I’m running Windows XP Professional Edition with Security Pack 3. Online, I use Firefox 3.0 99% of the time, opening Internet Explorer less than once a month. I have Trend Micro PC-Cillin Internet Security 14 with automatic updates. I have automatic updates on Windows.
A little background, since my problem started earlier in March. I had three pop-ups all related to the same scam, Spyware Protect 2009 insisting I needed their product, plus a new icon in the tray. Trend’s Micro PC-Cillin’s scan found evidence of a virus but its quarantine failed on C:\WINDOWS\svcho.exe and on C:\Documents and Settings\Mim\Local Settings\Temporary Internet Files\Content.IE5\DRFDHWHB\bok.gif I contacted them and was advised to manually delete both.
However, both subverted the search function, changing the document name’s character string when I attempted a search from Explorer. Listing the files did not show either.
I did a fix based on the instructions at www.securitytango.com, which instructed me to delete all temporary internet files as best I was able, empty the recycle bin, delete all temp files, turn off system restore, reboot in safe mode, then download and/or update these programs:
AdAware, the free version
SpyBot Search & Destroy
My own antivirus software and firewall software (Trend Micro PC-Cillin 14, Windows)
Last, I was to run the programs in this order:
Trend Micro PC-Cillin 14
Spybot Search & Destroy
After a lot of hang-ups, frozen screens, etc. I ran everything and the pop-ups stopped. Success?
Somewhat paranoid, I started each day running Trend, AdAware, and Spybot. They found:
Redirect\.\le entry qty: 1 TAI: 4 (threat analysis index)
SpywareProtect2009 entry qty: 2 TIA: 3
Win32TrojanAgent entry qty: 2 TIA: 10 (highest level)
AdRevolver, 4 entries, Browser
Doubleclick, 1 entry, browser
Fastclick, 1 entry, browser
HitBox, 6 entries, browser
MediaPlex, 1 entry, browser
WebTrendsLive, 1 entry, browser
WildTangent, 108 entries, PUPS
Win32.Agent.pz, 3 entries, malware
Win32.Banker.xe, 2 entries, Trojans
Win32.TDSS.rtk, 6 entries, MalwareC (notice this one; a version comes up later)
WnSpywareProtect, 1 entry, MalwareC
Zedo, 5 entries, Browser
Okay, so the computer seems to be running okay in normal mode until a week later, when I had my home page (yahoo.com) and several Yahoo Answers tabs open, I started hearing an ad for Octane TV. It stopped when I closed yahoo.com without looking, but a minute later it started up again. I closed all the tabs, shutting down Firefox, but it continued. I closed Word (which had no open documents), so I was running nothing at all, and it still continued.
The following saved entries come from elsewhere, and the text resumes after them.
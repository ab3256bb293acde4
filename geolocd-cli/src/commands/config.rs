//! Configuration management CLI commands.
//!
//! Provides `config path`, `config show` and `config init`.

use std::path::PathBuf;

use clap::Subcommand;
use geolocd::config::{config_file_path, ConfigFile};

use crate::error::CliError;

/// Config subcommands.
#[derive(Debug, Subcommand)]
pub enum ConfigCommands {
    /// Show the configuration file path
    Path,

    /// Print the effective configuration (file values over defaults)
    Show {
        /// Configuration file (default: ~/.geolocd/config.ini)
        #[arg(long)]
        config: Option<PathBuf>,
    },

    /// Write a default configuration file
    Init {
        /// Configuration file (default: ~/.geolocd/config.ini)
        #[arg(long)]
        config: Option<PathBuf>,

        /// Overwrite an existing file
        #[arg(long)]
        force: bool,
    },
}

/// Run a config subcommand.
pub fn run(command: ConfigCommands) -> Result<(), CliError> {
    match command {
        ConfigCommands::Path => run_path(),
        ConfigCommands::Show { config } => run_show(config),
        ConfigCommands::Init { config, force } => run_init(config, force),
    }
}

fn run_path() -> Result<(), CliError> {
    println!("{}", config_file_path().display());
    Ok(())
}

fn run_show(path: Option<PathBuf>) -> Result<(), CliError> {
    let path = path.unwrap_or_else(config_file_path);
    let config = ConfigFile::load_from(&path)?;
    print!("{}", config.render());
    Ok(())
}

fn run_init(path: Option<PathBuf>, force: bool) -> Result<(), CliError> {
    let path = path.unwrap_or_else(config_file_path);

    if force {
        ConfigFile::default().save_to(&path)?;
        println!("Wrote default configuration to {}", path.display());
    } else if ConfigFile::ensure_exists(&path)? {
        println!("Created {}", path.display());
    } else {
        println!("{} already exists (use --force to overwrite)", path.display());
    }
    Ok(())
}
Windows Task Manager showed an .exe application (damn, I should have jotted it down; it mimicked internetexplorer.exe, which I did not have open) taking up 96,000 units, far more than any other application. When I ended it, the sound stopped. I immediately ran AdAware, which had done its automatic scan earlier in the day, and it found WIN32RootkitTDSS (plus some cookies) with a Threat Analysis Index of 10. It was able to quarantine it and said to reboot, which I did. The reboot got hung up. I used the on-off button to reboot again.
My second reboot seemed to work, but when I tried to run the full scan of AdAware, I got frozen again. I rebooted yet again, in safe mode this time, and the full scan of AdAware showed the same malware, WIN32RootkitTDSS. Again it was quarantined. Again I was told to reboot. Again the reboot started normally, then got hung up on a black screen. Using the on-off button, I did a manual reboot and I seem to be okay again.
But the next day (today), my PC can’t boot up in normal mode. First attempt gets me my usual wallpaper but no icons, no tray, and no quick launch. All subsequent attempts get me the wallpaper, icons, tray and quick launch, but double-clicking on icons does not open their applications, and the tray and quick launch icons seem to be on hourglass status indefinitely.
I am able to boot in safe mode with networking. And that’s how I got here.
I apologize for such a long post, but being less than knowledgeable about computers, I don’t know which detail(s) will provide the “Ah-hah!” for those attempting to help me out.
Speed Of Late
Edited by SpeedOfLate, 22 March 2009 - 09:53 AM.